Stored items
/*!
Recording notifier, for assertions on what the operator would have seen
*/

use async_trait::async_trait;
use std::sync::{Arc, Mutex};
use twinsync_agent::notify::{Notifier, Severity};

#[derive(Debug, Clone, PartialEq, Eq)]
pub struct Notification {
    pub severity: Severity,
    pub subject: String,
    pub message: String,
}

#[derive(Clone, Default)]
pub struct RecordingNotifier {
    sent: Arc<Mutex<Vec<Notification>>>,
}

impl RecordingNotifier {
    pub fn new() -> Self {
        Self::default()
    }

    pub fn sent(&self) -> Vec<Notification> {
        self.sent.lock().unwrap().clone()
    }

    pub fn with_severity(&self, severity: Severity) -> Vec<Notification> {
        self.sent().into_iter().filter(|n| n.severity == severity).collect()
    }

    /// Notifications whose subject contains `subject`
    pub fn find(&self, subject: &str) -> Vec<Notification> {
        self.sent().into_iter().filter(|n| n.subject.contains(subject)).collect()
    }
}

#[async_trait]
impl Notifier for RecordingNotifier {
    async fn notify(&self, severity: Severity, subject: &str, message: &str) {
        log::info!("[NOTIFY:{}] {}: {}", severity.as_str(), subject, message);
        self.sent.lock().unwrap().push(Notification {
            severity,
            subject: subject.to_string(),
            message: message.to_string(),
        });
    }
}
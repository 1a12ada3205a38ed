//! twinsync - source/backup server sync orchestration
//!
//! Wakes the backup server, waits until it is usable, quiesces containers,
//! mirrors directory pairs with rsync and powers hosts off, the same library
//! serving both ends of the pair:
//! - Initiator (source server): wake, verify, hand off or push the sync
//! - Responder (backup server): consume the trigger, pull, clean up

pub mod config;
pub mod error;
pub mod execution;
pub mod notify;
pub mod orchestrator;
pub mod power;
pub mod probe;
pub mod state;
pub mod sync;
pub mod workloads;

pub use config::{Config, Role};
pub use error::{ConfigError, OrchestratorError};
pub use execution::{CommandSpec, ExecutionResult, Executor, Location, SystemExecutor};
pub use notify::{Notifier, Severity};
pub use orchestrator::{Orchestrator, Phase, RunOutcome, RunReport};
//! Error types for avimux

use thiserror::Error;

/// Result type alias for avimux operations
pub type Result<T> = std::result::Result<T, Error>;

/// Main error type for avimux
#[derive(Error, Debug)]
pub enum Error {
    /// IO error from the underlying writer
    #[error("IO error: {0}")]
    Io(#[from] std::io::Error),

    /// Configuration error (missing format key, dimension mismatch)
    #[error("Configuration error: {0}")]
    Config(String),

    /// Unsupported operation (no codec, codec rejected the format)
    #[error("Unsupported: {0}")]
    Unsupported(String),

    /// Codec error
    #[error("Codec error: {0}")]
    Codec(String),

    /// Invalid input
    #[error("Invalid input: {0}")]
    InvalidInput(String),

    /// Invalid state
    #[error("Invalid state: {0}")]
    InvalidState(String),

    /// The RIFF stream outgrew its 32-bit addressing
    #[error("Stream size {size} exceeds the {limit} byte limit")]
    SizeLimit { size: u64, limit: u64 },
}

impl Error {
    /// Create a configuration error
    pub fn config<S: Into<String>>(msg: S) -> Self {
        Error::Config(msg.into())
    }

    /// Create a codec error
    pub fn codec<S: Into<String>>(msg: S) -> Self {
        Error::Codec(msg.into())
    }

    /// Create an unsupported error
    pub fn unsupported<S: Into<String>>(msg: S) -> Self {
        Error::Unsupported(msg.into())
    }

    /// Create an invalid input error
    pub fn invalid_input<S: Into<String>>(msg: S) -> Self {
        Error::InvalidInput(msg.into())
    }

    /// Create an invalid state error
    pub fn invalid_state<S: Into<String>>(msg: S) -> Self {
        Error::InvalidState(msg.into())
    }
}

▸ **Exercise brief**
Using the records above, please retype only the run of lines from the line holding "Error::Codec(msg.into())" through the last line, both ends included.

▸ **Result of the exercise**
        Error::Codec(msg.into())
    }

    /// Create an unsupported error
    pub fn unsupported<S: Into<String>>(msg: S) -> Self {
        Error::Unsupported(msg.into())
    }

    /// Create an invalid input error
    pub fn invalid_input<S: Into<String>>(msg: S) -> Self {
        Error::InvalidInput(msg.into())
    }

    /// Create an invalid state error
    pub fn invalid_state<S: Into<String>>(msg: S) -> Self {
        Error::InvalidState(msg.into())
    }
}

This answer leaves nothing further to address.